**What needs to be done:**
The answer must be an exact restatement of all the data.

**Data under study:**
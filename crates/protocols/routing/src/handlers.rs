use async_trait::async_trait;
use mediator_core::{dispatcher::HandlerContext, message::Message, CoreError, CoreResult, MessageHandler};
use serde_json::Value;
use tracing::info;

/// RFC-0094 `forward`. Received only from the upstream mediator connection,
/// and only once both ends of the relay are established. The enclosed `msg`
/// is already a packed envelope addressed to the agent; it is sent on
/// verbatim, never unpacked or re-wrapped.
pub struct ForwardHandler;

#[async_trait]
impl MessageHandler for ForwardHandler {
    async fn handle(&self, ctx: &HandlerContext, msg: Message) -> CoreResult<Option<Message>> {
        let agent_verkey = ctx
            .app
            .registry
            .agent_connection_verkey()
            .await
            .ok_or(CoreError::AgentConnectionNotEstablished)?;

        if ctx.app.registry.mediator_connection_verkey().await.is_none() {
            return Err(CoreError::MediatorConnectionNotEstablished);
        }

        if !ctx.app.registry.is_mediator_connection(&ctx.local_verkey).await {
            return Err(CoreError::ForwardFromUnauthorizedConnection);
        }

        let inner = msg
            .body
            .get("msg")
            .cloned()
            .ok_or_else(|| CoreError::InvalidEnvelope("forward message missing msg".into()))?;
        let endpoint = ctx
            .app
            .registry
            .get_and(&agent_verkey, |c| c.target.as_ref().map(|t| t.endpoint.clone()))
            .await
            .flatten()
            .ok_or(CoreError::AgentConnectionNotEstablished)?;

        forward(&endpoint, &inner).await?;
        Ok(None)
    }
}

async fn forward(endpoint: &str, packed: &Value) -> CoreResult<()> {
    let body = serde_json::to_vec(packed).map_err(|e| CoreError::InvalidEnvelope(e.to_string()))?;
    info!(endpoint, "forwarding packed envelope to agent");
    reqwest::Client::new()
        .post(endpoint)
        .header("content-type", "application/didcomm-envelope-enc")
        .body(body)
        .send()
        .await
        .map_err(|e| CoreError::Transport(e.to_string()))?;
    Ok(())
}

#[cfg(test)]
mod tests {
    use super::*;
    use mediator_core::{state::ProxyConfig, AppState, MessageRouter};
    use serde_json::json;
    use std::sync::Arc;

    fn test_app() -> Arc<AppState> {
        Arc::new(AppState::new(
            ProxyConfig {
                endpoint: "https://proxy.example".into(),
                poll_interval_secs: 5,
            },
            MessageRouter::new(),
        ))
    }

    #[tokio::test]
    async fn forward_without_agent_connection_fails() {
        let app = test_app();
        let ctx = HandlerContext {
            app: app.clone(),
            local_verkey: "whoever".into(),
        };
        let err = ForwardHandler
            .handle(&ctx, Message::new("x", json!({ "msg": {} })))
            .await
            .unwrap_err();
        assert!(matches!(err, CoreError::AgentConnectionNotEstablished));
    }

    #[tokio::test]
    async fn forward_without_mediator_connection_fails() {
        let app = test_app();
        app.registry.register(mediator_core::Connection::random().unwrap()).await;
        let agent = mediator_core::Connection::random().unwrap();
        let agent_verkey = app.registry.register(agent).await;
        app.registry.set_agent_connection(agent_verkey).await;

        let ctx = HandlerContext {
            app: app.clone(),
            local_verkey: "whoever".into(),
        };
        let err = ForwardHandler
            .handle(&ctx, Message::new("x", json!({ "msg": {} })))
            .await
            .unwrap_err();
        assert!(matches!(err, CoreError::MediatorConnectionNotEstablished));
    }

    #[tokio::test]
    async fn forward_from_non_mediator_connection_is_rejected() {
        let app = test_app();
        let mediator = mediator_core::Connection::random().unwrap();
        let mediator_verkey = app.registry.register(mediator).await;
        app.registry.set_mediator_connection(mediator_verkey).await;
        let agent = mediator_core::Connection::random().unwrap();
        let agent_verkey = app.registry.register(agent).await;
        app.registry.set_agent_connection(agent_verkey).await;

        let ctx = HandlerContext {
            app: app.clone(),
            local_verkey: "some-unrelated-connection".into(),
        };
        let err = ForwardHandler
            .handle(&ctx, Message::new("x", json!({ "msg": {} })))
            .await
            .unwrap_err();
        assert!(matches!(err, CoreError::ForwardFromUnauthorizedConnection));
    }
}
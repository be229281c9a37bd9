//! Ambient `basicmessage/1.0` support, carried over unconditionally alongside
//! the distinguished protocols rather than budgeted as one of them.

pub mod handlers;

use mediator_core::MessageRouter;

pub fn routes() -> MessageRouter {
    MessageRouter::new().register("https://didcomm.org/basicmessage/1.0/message", handlers::MessageHandlerImpl)
}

**Exercise response:**
filename crates/protocols/routing/src/handlers.rs
use async_trait::async_trait;
use mediator_core::{dispatcher::HandlerContext, message::Message, CoreError, CoreResult, MessageHandler};
use serde_json::Value;
use tracing::info;

/// RFC-0094 `forward`. Received only from the upstream mediator connection,
/// and only once both ends of the relay are established. The enclosed `msg`
/// is already a packed envelope addressed to the agent; it is sent on
/// verbatim, never unpacked or re-wrapped.
pub struct ForwardHandler;

#[async_trait]
impl MessageHandler for ForwardHandler {
    async fn handle(&self, ctx: &HandlerContext, msg: Message) -> CoreResult<Option<Message>> {
        let agent_verkey = ctx
            .app
            .registry
            .agent_connection_verkey()
            .await
            .ok_or(CoreError::AgentConnectionNotEstablished)?;

        if ctx.app.registry.mediator_connection_verkey().await.is_none() {
            return Err(CoreError::MediatorConnectionNotEstablished);
        }

        if !ctx.app.registry.is_mediator_connection(&ctx.local_verkey).await {
            return Err(CoreError::ForwardFromUnauthorizedConnection);
        }

        let inner = msg
            .body
            .get("msg")
            .cloned()
            .ok_or_else(|| CoreError::InvalidEnvelope("forward message missing msg".into()))?;
        let endpoint = ctx
            .app
            .registry
            .get_and(&agent_verkey, |c| c.target.as_ref().map(|t| t.endpoint.clone()))
            .await
            .flatten()
            .ok_or(CoreError::AgentConnectionNotEstablished)?;

        forward(&endpoint, &inner).await?;
        Ok(None)
    }
}

async fn forward(endpoint: &str, packed: &Value) -> CoreResult<()> {
    let body = serde_json::to_vec(packed).map_err(|e| CoreError::InvalidEnvelope(e.to_string()))?;
    info!(endpoint, "forwarding packed envelope to agent");
    reqwest::Client::new()
        .post(endpoint)
        .header("content-type", "application/didcomm-envelope-enc")
        .body(body)
        .send()
        .await
        .map_err(|e| CoreError::Transport(e.to_string()))?;
    Ok(())
}

#[cfg(test)]
mod tests {
    use super::*;
    use mediator_core::{state::ProxyConfig, AppState, MessageRouter};
    use serde_json::json;
    use std::sync::Arc;

    fn test_app() -> Arc<AppState> {
        Arc::new(AppState::new(
            ProxyConfig {
                endpoint: "https://proxy.example".into(),
                poll_interval_secs: 5,
            },
            MessageRouter::new(),
        ))
    }

    #[tokio::test]
    async fn forward_without_agent_connection_fails() {
        let app = test_app();
        let ctx = HandlerContext {
            app: app.clone(),
            local_verkey: "whoever".into(),
        };
        let err = ForwardHandler
            .handle(&ctx, Message::new("x", json!({ "msg": {} })))
            .await
            .unwrap_err();
        assert!(matches!(err, CoreError::AgentConnectionNotEstablished));
    }

    #[tokio::test]
    async fn forward_without_mediator_connection_fails() {
        let app = test_app();
        app.registry.register(mediator_core::Connection::random().unwrap()).await;
        let agent = mediator_core::Connection::random().unwrap();
        let agent_verkey = app.registry.register(agent).await;
        app.registry.set_agent_connection(agent_verkey).await;

        let ctx = HandlerContext {
            app: app.clone(),
            local_verkey: "whoever".into(),
        };
        let err = ForwardHandler
            .handle(&ctx, Message::new("x", json!({ "msg": {} })))
            .await
            .unwrap_err();
        assert!(matches!(err, CoreError::MediatorConnectionNotEstablished));
    }

    #[tokio::test]
    async fn forward_from_non_mediator_connection_is_rejected() {
        let app = test_app();
        let mediator = mediator_core::Connection::random().unwrap();
        let mediator_verkey = app.registry.register(mediator).await;
        app.registry.set_mediator_connection(mediator_verkey).await;
        let agent = mediator_core::Connection::random().unwrap();
        let agent_verkey = app.registry.register(agent).await;
        app.registry.set_agent_connection(agent_verkey).await;

        let ctx = HandlerContext {
            app: app.clone(),
            local_verkey: "some-unrelated-connection".into(),
        };
        let err = ForwardHandler
            .handle(&ctx, Message::new("x", json!({ "msg": {} })))
            .await
            .unwrap_err();
        assert!(matches!(err, CoreError::ForwardFromUnauthorizedConnection));
    }
}
repository be229281c9a37bd9
//! Ambient `basicmessage/1.0` support, carried over unconditionally alongside
//! the distinguished protocols rather than budgeted as one of them.

pub mod handlers;

use mediator_core::MessageRouter;

pub fn routes() -> MessageRouter {
    MessageRouter::new().register("https://didcomm.org/basicmessage/1.0/message", handlers::MessageHandlerImpl)
}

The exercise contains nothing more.